Caracas, enero de 2026.- Ante el debate sobre el proyecto de Ley de Reforma Parcial de la Ley Orgánica de Hidrocarburos, el movimiento Primero Justicia fijó posición: Venezuela requiere una industria petrolera recuperada para reactivar la economía y reconstruir el país, no para reconstruir redes de corrupción. Por ello advirtió que cualquier apertura será ineficaz si esta no se acompaña de seguridad jurídica y un marco institucional legítimo.
A través de un comunicado, la organización política dejó claro que “Venezuela necesita con urgencia inversión, tecnología y empleo, porque el petróleo sigue siendo una herramienta clave” para el desarrollo del país. Sin embargo, enfatizó que “el madurismo destruyó la industria petrolera venezolana. La corrupción, la mala gestión y el uso político de PDVSA provocaron el desplome de la producción, la pérdida de talento técnico y el deterioro de uno de los principales activos” de la nación, pero también empobreció a millones de venezolanos y enriqueció a unos pocos grupos vinculados al poder.
La discrecionalidad no genera confianza
Primero Justicia sostuvo además que la reforma a la Ley de Hidrocarburos que hoy impulsa el régimen no puede evaluarse como si viniera de cero. El problema central de la propuesta actual no es solo el texto legal, sino quién la aplica, cómo la aplica y sin qué controles, es decir, la falta de contrapesos institucionales que garanticen su fiel cumplimiento.
“Desde Primero Justicia advertimos una realidad simple: una norma puede abrir espacios en el corto plazo, pero sin confianza no hay inversión sostenible. Sin instituciones independientes, las reglas no se respetan y el riesgo de irregularidades administrativas persiste. Sin transición democrática, sin mayores libertades y sin Estado de Derecho, no habrá inversión privada seria ni duradera. Ningún inversionista apostará a largo plazo en un país donde el poder concentra decisiones, cambia reglas a conveniencia y no rinde cuentas”, agregó.
Condiciones mínimas para una reforma petrolera seria
Para que una reforma petrolera sea seria y beneficiosa para los venezolanos, Primero Justicia propone cinco pilares fundamentales:
1. Arbitraje internacional efectivo y ejecutable, que proteja a los inversionistas y al interés nacional.
2. Subastas y licitaciones públicas y competitivas, para evitar asignaciones a dedo y maximizar los beneficios para el país.
3. Reglas fiscales claras y predecibles, sin discrecionalidad ni privilegios especiales.
4. Un regulador verdaderamente independiente, que supervise y controle las decisiones clave y evite abusos del poder.
5. Transparencia y auditoría total. El proyecto actual otorga una discrecionalidad excesiva al Ejecutivo sin control institucional, lo cual es una mala señal que augura más corrupción.
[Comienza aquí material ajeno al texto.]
impl ConstraintSatisfactionSolver {
    pub(crate) fn new(internal_parameters: SolverParameters) -> Self {
        ConstraintSatisfactionSolver {
            state: CSPSolverState::default(),
            assignments: Assignments::default(),
            constraints: vec![],
            watch_list: WatchList::default(),
            propagator_queue: PropagatorQueue::default(),
            propagation_trail_index: 0,
            objective: Objective::default(),
            partition: ExclusivePartition::default(),
            nodes: vec![],
            forced: vec![],
            counters: Counters::default(),
            internal_parameters,
        }
    }

    pub(crate) fn create_new_variable(&mut self) -> VariableId {
        self.watch_list.grow();
        self.assignments.grow()
    }

    pub(crate) fn num_variables(&self) -> usize {
        self.assignments.num_variables()
    }

    pub(crate) fn num_constraints(&self) -> usize {
        self.constraints.len()
    }

    pub(crate) fn set_objective(&mut self, objective: Objective) {
        self.objective = objective;
    }

    pub(crate) fn objective(&self) -> &Objective {
        &self.objective
    }

    pub(crate) fn get_literal_value(&self, literal: Literal) -> Option<bool> {
        self.assignments.literal_value(literal)
    }

    fn exactly_one_constraints(&self) -> impl Iterator<Item = &[VariableId]> + '_ {
        self.constraints
            .iter()
            .filter_map(|constraint| match constraint {
                CardinalityConstraint::ExactlyOne(variables) => Some(&variables[..]),
                CardinalityConstraint::AtMostOne(_) => None,
            })
    }

    /// The variable groups of the exactly-one constraints, in the order they were added.
    pub(crate) fn exactly_one_groups(&self) -> Vec<Box<[VariableId]>> {
        self.exactly_one_constraints().map(Box::from).collect()
    }

    pub(crate) fn counters(&self) -> &Counters {
        &self.counters
    }

    pub(crate) fn log_statistics(&self) {
        self.counters.log_statistics()
    }

    /// Adds the constraint and propagates it at the root.
    ///
    /// If the root becomes inconsistent, a [`ConstraintOperationError`] is returned and every
    /// subsequent call returns an error without modifying the solver.
    pub(crate) fn add_constraint(
        &mut self,
        constraint: CardinalityConstraint,
    ) -> Result<ConstraintId, ConstraintOperationError> {
        timetabler_assert_moderate!(self.nodes.is_empty());

        if self.state.is_infeasible() {
            return Err(ConstraintOperationError::InfeasibleState);
        }

        if let Some(unknown) = constraint
            .variables()
            .iter()
            .find(|variable| variable.index() >= self.num_variables())
        {
            return Err(ConstraintOperationError::UnknownVariable(unknown.index()));
        }

        let constraint_id = ConstraintId::new(self.constraints.len() as u32);
        let events = constraint.watched_events();
        for &variable in constraint.variables() {
            self.watch_list.watch(variable, constraint_id, events);
        }

        trace!(
            "Adding {} over {} variables as {constraint_id}",
            constraint.name(),
            constraint.variables().len()
        );
        self.constraints.push(constraint);
        self.propagator_queue.grow();
        self.propagator_queue.enqueue_propagator(constraint_id);

        self.propagate_enqueued();

        if self.state.conflicting() {
            self.state.declare_infeasible();
            return Err(ConstraintOperationError::InfeasibleConstraint);
        }

        Ok(constraint_id)
    }

    /// Searches for a solution which improves on `incumbent`, with the `assumptions` imposed on
    /// top of the root. Improving solutions are installed into the incumbent with the given
    /// `rank`. The solver is returned to the root state afterwards.
    pub(crate) fn maximise_under_assumptions(
        &mut self,
        assumptions: &[Literal],
        termination: &mut impl TerminationCondition,
        brancher: &mut impl Brancher,
        incumbent: &SharedIncumbent,
        rank: usize,
    ) -> SearchExecutionFlag {
        let start_time = Instant::now();

        let flag = self.maximise_internal(assumptions, termination, brancher, incumbent, rank);
        self.restore_state_at_root(brancher);

        self.counters.time_spent_in_solver += start_time.elapsed();
        flag
    }

    fn maximise_internal(
        &mut self,
        assumptions: &[Literal],
        termination: &mut impl TerminationCondition,
        brancher: &mut impl Brancher,
        incumbent: &SharedIncumbent,
        rank: usize,
    ) -> SearchExecutionFlag {
        if self.state.is_infeasible() {
            return SearchExecutionFlag::Exhausted;
        }

        self.state.declare_solving();
        self.partition =
            ExclusivePartition::new(self.num_variables(), self.exactly_one_constraints());

        for &assumption in assumptions {
            if !self.enqueue_assumption_literal(assumption) {
                debug!("Assumption {assumption} is falsified at the root");
                self.state.declare_exhausted();
                return SearchExecutionFlag::Exhausted;
            }
        }

        loop {
            self.counters.num_nodes += 1;

            if termination.should_stop() {
                self.state.declare_timeout();
                return SearchExecutionFlag::Timeout;
            }

            self.state.declare_propagating();
            self.propagate_enqueued();

            if self.state.conflicting() {
                if self.nodes.is_empty() {
                    self.state.declare_infeasible();
                    return SearchExecutionFlag::Exhausted;
                }
            } else if self.assignments.num_unassigned() == 0 {
                self.process_solution(incumbent, rank);
            } else if incumbent.dominates(self.upper_bound(), rank) {
                self.counters.num_pruned += 1;
                self.state.declare_pruned();
            } else {
                self.state.declare_branching();
                self.enqueue_next_decision(brancher);
                continue;
            }

            if !self.backtrack(brancher) {
                self.state.declare_exhausted();
                return SearchExecutionFlag::Exhausted;
            }
        }
    }

    fn upper_bound(&self) -> i64 {
        self.objective.upper_bound(
            &self.assignments,
            self.internal_parameters.bound_strategy,
            &self.partition,
        )
    }

    fn process_solution(&mut self, incumbent: &SharedIncumbent, rank: usize) {
        timetabler_assert_advanced!(self
            .constraints
            .iter()
            .all(|constraint| constraint.is_satisfied(&self.assignments)));

        self.state.declare_solution_found();

        let objective_value = self.objective.evaluate(&self.assignments);
        let assignments = &self.assignments;
        let installed = incumbent.try_install(objective_value, rank, || {
            Solution::from_assignment(assignments, objective_value)
        });

        if installed {
            self.counters.num_solutions += 1;
            debug!(
                "Found an improving solution with objective {objective_value} after {} nodes",
                self.counters.num_nodes
            );
        }
    }

    /// Makes the assumption literal true in a new search node. Returns `false` if the literal is
    /// already falsified.
    fn enqueue_assumption_literal(&mut self, assumption: Literal) -> bool {
        if self.assignments.literal_value(assumption) == Some(false) {
            return false;
        }

        self.push_node(assumption, Branch::Assumption);
        true
    }

    fn enqueue_next_decision(&mut self, brancher: &mut impl Brancher) {
        let context = SelectionContext::new(&self.assignments);
        let decision = brancher.next_decision(&context).or_else(|| {
            self.assignments
                .first_unassigned()
                .map(|variable| Literal::new(variable, true))
        });

        let Some(decision) = decision else {
            unreachable!("a node with unassigned variables always has a decision")
        };

        self.counters.num_decisions += 1;
        self.push_node(decision, Branch::Left);
    }

    fn push_node(&mut self, literal: Literal, branch: Branch) {
        timetabler_assert_simple!(
            branch == Branch::Assumption || !self.assignments.is_fixed(literal.variable()),
            "decisions are only made over unassigned variables"
        );

        let trail_position = self.assignments.num_trail_entries();
        self.nodes.push(SearchNode {
            literal,
            trail_position,
            branch,
        });

        let result = self.assignments.assign(literal, true);
        timetabler_assert_simple!(result.is_ok());
        // An assumption which already holds leaves no trail entry.
        timetabler_assert_moderate!(
            self.assignments.num_trail_entries() == trail_position
                || self.assignments.is_decision(trail_position)
        );
    }

    /// Pops nodes until a left branch is found, which is replaced by its negation. Returns
    /// `false` if no such branch is left, i.e. the search below the assumptions is exhausted.
    fn backtrack(&mut self, brancher: &mut impl Brancher) -> bool {
        while let Some(node) = self.nodes.pop() {
            self.undo_trail(node.trail_position, brancher);

            match node.branch {
                Branch::Assumption => return false,
                Branch::Right => continue,
                Branch::Left => {
                    self.state.declare_backtracked();
                    self.counters.num_decisions += 1;
                    self.push_node(!node.literal, Branch::Right);
                    return true;
                }
            }
        }

        false
    }

    fn undo_trail(&mut self, trail_position: usize, brancher: &mut impl Brancher) {
        self.assignments
            .undo_trail(trail_position, |literal| brancher.on_unassign_literal(literal));
        self.propagation_trail_index = min(self.propagation_trail_index, trail_position);
        self.propagator_queue.clear();
    }

    /// Undoes every search node, keeping only the assignments made at the root.
    pub(crate) fn restore_state_at_root(&mut self, brancher: &mut impl Brancher) {
        if let Some(root_position) = self.nodes.first().map(|node| node.trail_position) {
            self.undo_trail(root_position, brancher);
        }
        self.nodes.clear();
        self.propagator_queue.clear();

        if !self.state.is_infeasible() {
            self.state.declare_ready();
        }
    }

    /// Propagates the enqueued constraints until a fixpoint or a conflict is reached. A conflict
    /// leaves the solver in the conflicting state.
    pub(crate) fn propagate_enqueued(&mut self) {
        loop {
            self.notify_watchers();

            let Some(constraint_id) = self.propagator_queue.pop() else {
                break;
            };

            self.counters.num_propagations += 1;

            self.forced.clear();
            let status = self.constraints[constraint_id.index()]
                .propagate(&self.assignments, &mut self.forced)
                .and_then(|()| self.apply_forced());

            if let Err(inconsistency) = status {
                trace!("{constraint_id} detected {inconsistency:?}");
                self.counters.num_conflicts += 1;
                self.propagator_queue.clear();
                self.state.declare_conflict(inconsistency);
                return;
            }
        }

        timetabler_assert_simple!(self.propagator_queue.is_empty());
        timetabler_assert_extreme!(self.is_at_fixpoint());
    }

    fn apply_forced(&mut self) -> PropagationStatus {
        for literal in self.forced.drain(..) {
            self.assignments.assign(literal, false)?;
        }

        Ok(())
    }

    fn notify_watchers(&mut self) {
        while self.propagation_trail_index < self.assignments.num_trail_entries() {
            let literal = self.assignments.trail_literal(self.propagation_trail_index);
            let event = BooleanDomainEvent::from_value(literal.is_positive());

            for constraint_id in self.watch_list.affected_constraints(literal.variable(), event) {
                self.propagator_queue.enqueue_propagator(constraint_id);
            }

            self.propagation_trail_index += 1;
        }
    }

    fn is_at_fixpoint(&self) -> bool {
        let mut forced = vec![];
        self.constraints.iter().all(|constraint| {
            forced.clear();
            constraint.propagate(&self.assignments, &mut forced).is_ok() && forced.is_empty()
        })
    }
}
En este sentido, Primero Justicia exigió la publicación de todos los titulares de los Contratos de Participación Productiva (CPP) y de los contratos petroleros vigentes; y la incorporación de normas claras que garanticen transparencia, auditoría permanente y acceso público a la información en los nuevos contratos.
Sin Estado de Derecho no hay futuro
Finalmente, la tolda aurinegra destacó que “la inversión estructural seguirá siendo limitada” mientras no se respete el mandato popular expresado en las urnas electorales el 28 de julio de 2024 y no exista una renovación de los poderes públicos que garantice la seguridad jurídica, entre ellos una Asamblea Nacional que represente verdaderamente a los ciudadanos.
“Venezuela no necesita una apertura para los amigos del poder. Necesita el petróleo para reconstruir el país. La posición de Primero Justicia es clara: apertura sí, pero bajo un Estado de Derecho que garantice las inversiones, con reglas claras que beneficien al país. Las reformas improvisadas pueden generar ingresos momentáneos, pero no corrigen el daño estructural causado por años de corrupción, opacidad y concentración de poder. Necesitamos una apertura limpia, competitiva y pensada para Venezuela”, concluyó el documento.